Around the same time indigenous leaders started warming to the idea of educating the public about sacred places, McLeod said, and he eventually produced In the Light of Reverence in 2001, which included Winnemem Wintu Chief and Spiritual Leader Caleen Sisk, who was among the leaders seen in the film ultimately successfully stopping the construction of a skiing resort on Mt. Shasta in Northern California. The Winnemem Wintu are also paired with the Altai people from Russia in the Standing on Sacred Ground film Pilgrims and Tourists as they continue a David and Goliath fight against a proposed raise of the Shasta Dam, which would inundate more than 40 sacred sites, including the site of their Coming of Age ceremony for young women.
“I hope people see these films and realize this is not a site specific issue, but a global effort to protect the future,” Sisk said. “The corporations say it’s about jobs, but once the jobs are over there is no replacing what’s been destroyed.”

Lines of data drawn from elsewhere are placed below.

//-
// Copyright (c) 2023, Jason Lingle
//
// This file is part of Polliwog.
//
// Polliwog is free software: you can redistribute it and/or modify it under
// the terms of the GNU General Public License as published by the Free
// Software Foundation, either version 3 of the License, or (at your option)
// any later version.
//
// Polliwog is distributed in the hope that it will be useful, but WITHOUT ANY
// WARRANTY; without even the implied warranty of MERCHANTABILITY or FITNESS
// FOR A PARTICULAR PURPOSE. See the GNU General Public License for more
// details.
//
// You should have received a copy of the GNU General Public License along with
// Polliwog. If not, see <http://www.gnu.org/licenses/>.

use std::borrow::Cow;

use log::info;

use super::defs::*;
use crate::backend::{Credentials, LoginProvider};
use crate::support::error::Error;

impl<L: LoginProvider> CommandProcessor<L> {
    pub(super) fn capability_data(&self) -> s::CapabilityData<'static> {
        let mut capabilities: Vec<Cow<'static, str>> =
            vec![Cow::Borrowed("IMAP4rev1")];

        if !self.tls_active && self.config.starttls_enabled {
            capabilities.push(Cow::Borrowed("STARTTLS"));
        }
        if self.insecure_auth_forbidden() {
            capabilities.push(Cow::Borrowed("LOGINDISABLED"));
        } else {
            capabilities.push(Cow::Borrowed("AUTH=PLAIN"));
        }

        capabilities.push(Cow::Owned(format!(
            "APPENDLIMIT={}",
            self.config.max_append_len
        )));
        capabilities.push(Cow::Borrowed("BINARY"));
        if !self.config.disable_idle {
            capabilities.push(Cow::Borrowed("IDLE"));
        }
        capabilities.push(Cow::Borrowed("LITERAL+"));
        capabilities.push(Cow::Borrowed("MULTIAPPEND"));
        capabilities.push(Cow::Borrowed("OBJECTID"));
        capabilities.push(Cow::Borrowed("UIDPLUS"));

        s::CapabilityData { capabilities }
    }

    pub(super) fn insecure_auth_forbidden(&self) -> bool {
        self.config.reject_insecure_auth && !self.tls_active
    }

    pub(super) async fn cmd_log_in(
        &mut self,
        cmd: s::LogInCommand<'_>,
    ) -> CmdResult {
        if self.insecure_auth_forbidden() {
            return Err(no(
                Some(s::RespTextCode::PrivacyRequired(())),
                "LOGIN is only allowed over TLS",
            ));
        }

        self.try_log_in(&Credentials {
            authzid: String::new(),
            authcid: cmd.userid.into_owned(),
            password: cmd.password.into_owned(),
        })
        .await
    }

    /// Validates an `AUTHENTICATE` command before any continuation.
    ///
    /// Returns `Some` if the command must be rejected outright, in which
    /// case the server must not read an authentication response.
    pub fn authenticate_start(
        &mut self,
        mechanism: &str,
    ) -> Option<s::Response<'static>> {
        if self.session.is_some() {
            return Some(no(
                Some(s::RespTextCode::ClientBug(())),
                "Command not allowed in the current state",
            ));
        }

        if !mechanism.eq_ignore_ascii_case("PLAIN") {
            return Some(no(None, "Unsupported authentication mechanism"));
        }

        if self.insecure_auth_forbidden() {
            return Some(no(
                Some(s::RespTextCode::PrivacyRequired(())),
                "AUTHENTICATE is only allowed over TLS",
            ));
        }

        None
    }

    /// Completes an `AUTHENTICATE PLAIN` exchange given the base64 payload
    /// (either the initial response or the continuation line).
    pub async fn authenticate_finish(
        &mut self,
        data: &[u8],
    ) -> s::Response<'static> {
        if b"*" == data {
            return bad(None, "AUTHENTICATE aborted");
        }

        // RFC 4616: [authzid] NUL authcid NUL passwd, base64-coded.
        // The SASL-IR form uses "=" for an empty initial response, which
        // PLAIN never has.
        let Ok(decoded) = base64::decode(data) else {
            return bad(None, "Bad base64");
        };

        let mut parts = decoded.split(|&b| 0 == b);
        let (Some(authzid), Some(authcid), Some(password), None) = (
            parts.next(),
            parts.next(),
            parts.next(),
            parts.next(),
        ) else {
            return bad(None, "Malformed PLAIN response");
        };

        let credentials = Credentials {
            authzid: String::from_utf8_lossy(authzid).into_owned(),
            authcid: String::from_utf8_lossy(authcid).into_owned(),
            password: String::from_utf8_lossy(password).into_owned(),
        };

        match self.try_log_in(&credentials).await {
            Ok(response) | Err(response) => response,
        }
    }

    async fn try_log_in(
        &mut self,
        credentials: &Credentials,
    ) -> CmdResult {
        match self.login.login(credentials).await {
            Ok(session) => {
                self.session = Some(session);
                self.log_prefix.set_user(credentials.authcid.clone());
                info!("{} Login successful", self.log_prefix);
                Ok(s::Response::Cond(s::CondResponse {
                    cond: s::RespCondType::Ok,
                    code: Some(s::RespTextCode::Capability(
                        self.capability_data(),
                    )),
                    quip: Some(Cow::Borrowed("User logged in")),
                }))
            },
            Err(Error::InvalidAuthz) => {
                self.note_failed_auth();
                Err(no(
                    Some(s::RespTextCode::AuthorizationFailed(())),
                    "Authorisation identity rejected",
                ))
            },
            Err(e) => {
                info!("{} Login failed: {}", self.log_prefix, e);
                self.note_failed_auth();
                if self.bad_auths >= self.config.bad_auth_limit {
                    self.logged_out = true;
                    Err(bye("Too many failed logins"))
                } else {
                    Err(no(
                        Some(s::RespTextCode::AuthenticationFailed(())),
                        "Bad user or password",
                    ))
                }
            },
        }
    }

    fn note_failed_auth(&mut self) {
        self.bad_auths += 1;
    }
}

In the form of oil sands and the Shasta Dam raise, the indigenous people are facing struggles against incredibly powerful governments and corporations (often working together), but the film series does include success stories, such as the saga of Native Hawaiians reclaiming the island of Kanaloa Kaho’olawe after 50 years of exclusive military use as a weapons testing range. It was won back after decades of occupation, organizing, education, and lawsuits. The island is now a Hawaiian cultural preserve.
“It’s rare we have films on national television that seek to enlighten the greater population about our customs and stewardship responsibilities,” said Davianna McGregor, a professor in Ethnic Studies at the University of Hawaii and a member of Protect Kaho`olawe ‘Ohana. “I hope the films will encourage people to learn about the sacred places in their areas and respect the indigenous people and their role of keeping that connection.”
She also noted that the films are being released at an auspicious time as Native Hawaiians are demonstrating and organizing to protect the sacred Mauna Kea from an international consortium’s plan to build a $1.4 billion 30-meter telescope. The conflict has drawn national media attention that often depict the Native demonstrators as anti-science, and McGregor said the films counter these misconceptions, giving Native people a venue to explain the value of indigenous knowledge and how indigenous spirituality can augment scientific endeavors.
According to McLeod, a World Bank study found that indigenous people own 22 percent of the land in the world, but the ecosystems under their stewardship account for 80 percent of the world’s biodiversity.
“The early environmentalists were from the school of the earth being the dominion of humans, but Native people are saying that idea is arrogant,” McLeod said. “The hope is the films help open the environmental movement to the indigenous values of being part of nature and subservient to its power.”